PMG PHOTO: ZANE SPARLING - A woman walks past the shattered storefront of a Starbucks coffee shop near the Multnomah County Justice Center on Oct. 12. Protesters marked the anniversary of the unsolved death of a prominent Portland activist with broken glass, fireworks, flares, charred flags and graffiti in downtown Portland.

It was two years ago that Sean Kealiher — who once anonymously published a 'zine titled "Why Break Windows?" — was killed in a vehicular homicide outside a lefty bar in Northeast Portland.

On Tuesday, Oct. 12, a crowd of at least 100 gathered outside the Multnomah County Justice Center for speeches, slathering the walled-up facade of the jail and police HQ with slogans including, "Rage against state oppression" and, in all-caps red letters "Armeanio," a reference to one of Kealiher's aliases.

Busted-out windows were visible on three sides of the First & Main office tower directly behind the Justice Center, with affected tenants including Starbucks, a post office and several vacant storefronts. Other broken glass could be seen along the One World Trade Center frontage on 2nd Avenue.

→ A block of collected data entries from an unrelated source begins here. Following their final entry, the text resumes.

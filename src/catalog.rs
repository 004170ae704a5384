//! File catalog
//!
//! Projects the store's flat object listing into the deduplicated, sorted,
//! UI-ready file list. Derived artifacts never show up here; they surface
//! only through previews. The catalog is rebuilt wholesale on every refresh,
//! with no identity carried across rebuilds.

use chrono::{DateTime, Utc};
use tracing::{debug, warn};

use crate::classify::{classify, human_readable_size, MediaKind};
use crate::naming::NamingResolver;
use crate::store::{ObjectEntry, ObjectStore, StoreError};

/// One primary file as the rendering layer sees it
#[derive(Debug, Clone)]
pub struct CatalogItem {
    /// Key relative to the scoped storage prefix
    pub name: String,
    /// Name with the redacted-media prefix stripped
    pub display_name: String,
    /// Whether this is a redacted variant
    pub is_redacted: bool,
    pub kind: MediaKind,
    /// Whether an inline preview exists
    pub viewable: bool,
    /// Document-type icon
    pub icon: &'static str,
    /// Preview control icon, media kinds only
    pub view_icon: Option<&'static str>,
    /// Full store key
    pub key: String,
    /// Time-limited retrieval URL
    pub signed_url: String,
    /// Human-readable size
    pub size: String,
    pub size_bytes: u64,
    pub last_modified: DateTime<Utc>,
    /// UI selection flag, mutable in place
    pub selected: bool,
}

/// Pure projection of one store entry, before the signed URL is attached.
/// Returns `None` for entries living under a derived-artifact folder.
pub fn project_entry(entry: &ObjectEntry, resolver: &NamingResolver) -> Option<ProjectedEntry> {
    let name = resolver.relative_name(&entry.key).to_string();
    if name.is_empty() || resolver.is_derived_artifact(&name) {
        return None;
    }
    let redacted_prefix = &resolver.naming().redacted_media_prefix;
    let is_redacted = name.contains(redacted_prefix.as_str());
    let display_name = if is_redacted {
        name.replacen(redacted_prefix.as_str(), "", 1)
    } else {
        name.clone()
    };
    Some(ProjectedEntry {
        name,
        display_name,
        is_redacted,
    })
}

/// Intermediate projection result
#[derive(Debug, Clone)]
pub struct ProjectedEntry {
    pub name: String,
    pub display_name: String,
    pub is_redacted: bool,
}

/// Ordering key: redacted variants sort immediately after their base file.
/// Case-insensitive, deterministic for a fixed input set.
pub fn sort_key(display_name: &str, is_redacted: bool) -> String {
    let mut key = display_name.to_lowercase();
    if is_redacted {
        key.push_str("-redacted");
    }
    key
}

/// The owned, mutable file list
#[derive(Debug, Default)]
pub struct Catalog {
    items: Vec<CatalogItem>,
}

impl Catalog {
    pub fn new() -> Self {
        Self::default()
    }

    pub fn items(&self) -> &[CatalogItem] {
        &self.items
    }

    pub fn is_empty(&self) -> bool {
        self.items.is_empty()
    }

    pub fn len(&self) -> usize {
        self.items.len()
    }

    /// Rebuild the catalog from a fresh listing.
    ///
    /// On failure the catalog is left empty; a stale partial list is never
    /// shown. Selection state does not survive a rebuild.
    pub async fn refresh(
        &mut self,
        store: &dyn ObjectStore,
        resolver: &NamingResolver,
    ) -> Result<usize, StoreError> {
        self.items.clear();

        let entries = store.list(resolver.prefix()).await?;
        debug!(count = entries.len(), prefix = resolver.prefix(), "listed objects");

        let mut items = Vec::new();
        for entry in &entries {
            let Some(projected) = project_entry(entry, resolver) else {
                continue;
            };
            let classification = classify(&projected.name);
            let signed_url = store
                .signed_url(&entry.key, resolver.naming().link_expiration_secs)
                .await?;
            items.push(CatalogItem {
                name: projected.name,
                display_name: projected.display_name,
                is_redacted: projected.is_redacted,
                kind: classification.kind,
                viewable: classification.kind.is_viewable(),
                icon: classification.icon,
                view_icon: classification.view_icon,
                key: entry.key.clone(),
                signed_url,
                size: human_readable_size(entry.size),
                size_bytes: entry.size,
                last_modified: entry.last_modified,
                selected: false,
            });
        }

        items.sort_by(|a, b| {
            sort_key(&a.display_name, a.is_redacted)
                .cmp(&sort_key(&b.display_name, b.is_redacted))
                .then_with(|| a.name.cmp(&b.name))
        });

        self.items = items;
        Ok(self.items.len())
    }

    /// Set the selection flag of the item with the given key
    pub fn set_selected(&mut self, key: &str, selected: bool) -> bool {
        match self.items.iter_mut().find(|item| item.key == key) {
            Some(item) => {
                item.selected = selected;
                true
            }
            None => {
                warn!(key, "selection change for unknown catalog key");
                false
            }
        }
    }

    /// Set every item's selection flag
    pub fn select_all(&mut self, selected: bool) {
        for item in &mut self.items {
            item.selected = selected;
        }
    }

    /// Whether every item is selected (true for an empty catalog)
    pub fn all_selected(&self) -> bool {
        self.items.iter().all(|item| item.selected)
    }

    /// Whether at least one item is selected
    pub fn any_selected(&self) -> bool {
        self.items.iter().any(|item| item.selected)
    }

    /// Currently selected items
    pub fn selected_items(&self) -> Vec<&CatalogItem> {
        self.items.iter().filter(|item| item.selected).collect()
    }

    /// Look up an item by its full store key
    pub fn find_by_key(&self, key: &str) -> Option<&CatalogItem> {
        self.items.iter().find(|item| item.key == key)
    }
}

Officials say at least 35 separate locations were targeted, with the damage estimated at more than $500,000 so far.

"I'm concerned about the brazen criminal acts that took place downtown last night," said Police Chief Chuck Lovell.

The destruction continued at a nearby Nordstrom Rack and the Bank of America tower, where even second-story windows had been smashed, as well as at Smile Direct Club, the Moda Tower vestibule, a TriMet bus shelter, the DarSalam restaurant, the Muji department store, a T-Mobile cell phone shop, and a eyewear business. Fresh graffiti was too numerous to count.

PMG PHOTO: ZANE SPARLING - Police investigate the broken glass of a storefront on 2nd Avenue in downtown Portland on Oct. 12, the two-year anniversary of Sean Kealiher's death. "The only good cop is a dead cop," read one painted scrawl.

Portland Police Bureau officials says the bulk of the destruction happened over a 10 minute period. A video posted online showed an amplified sound truck ordering the black-clad band known as antifa to disperse and warning that parts of downtown Portland were under video surveillance.

"The Bureau will investigate the crimes committed tonight and will make arrests either tonight or in the future," said the officer. "Stop damaging property and leave the area immediately."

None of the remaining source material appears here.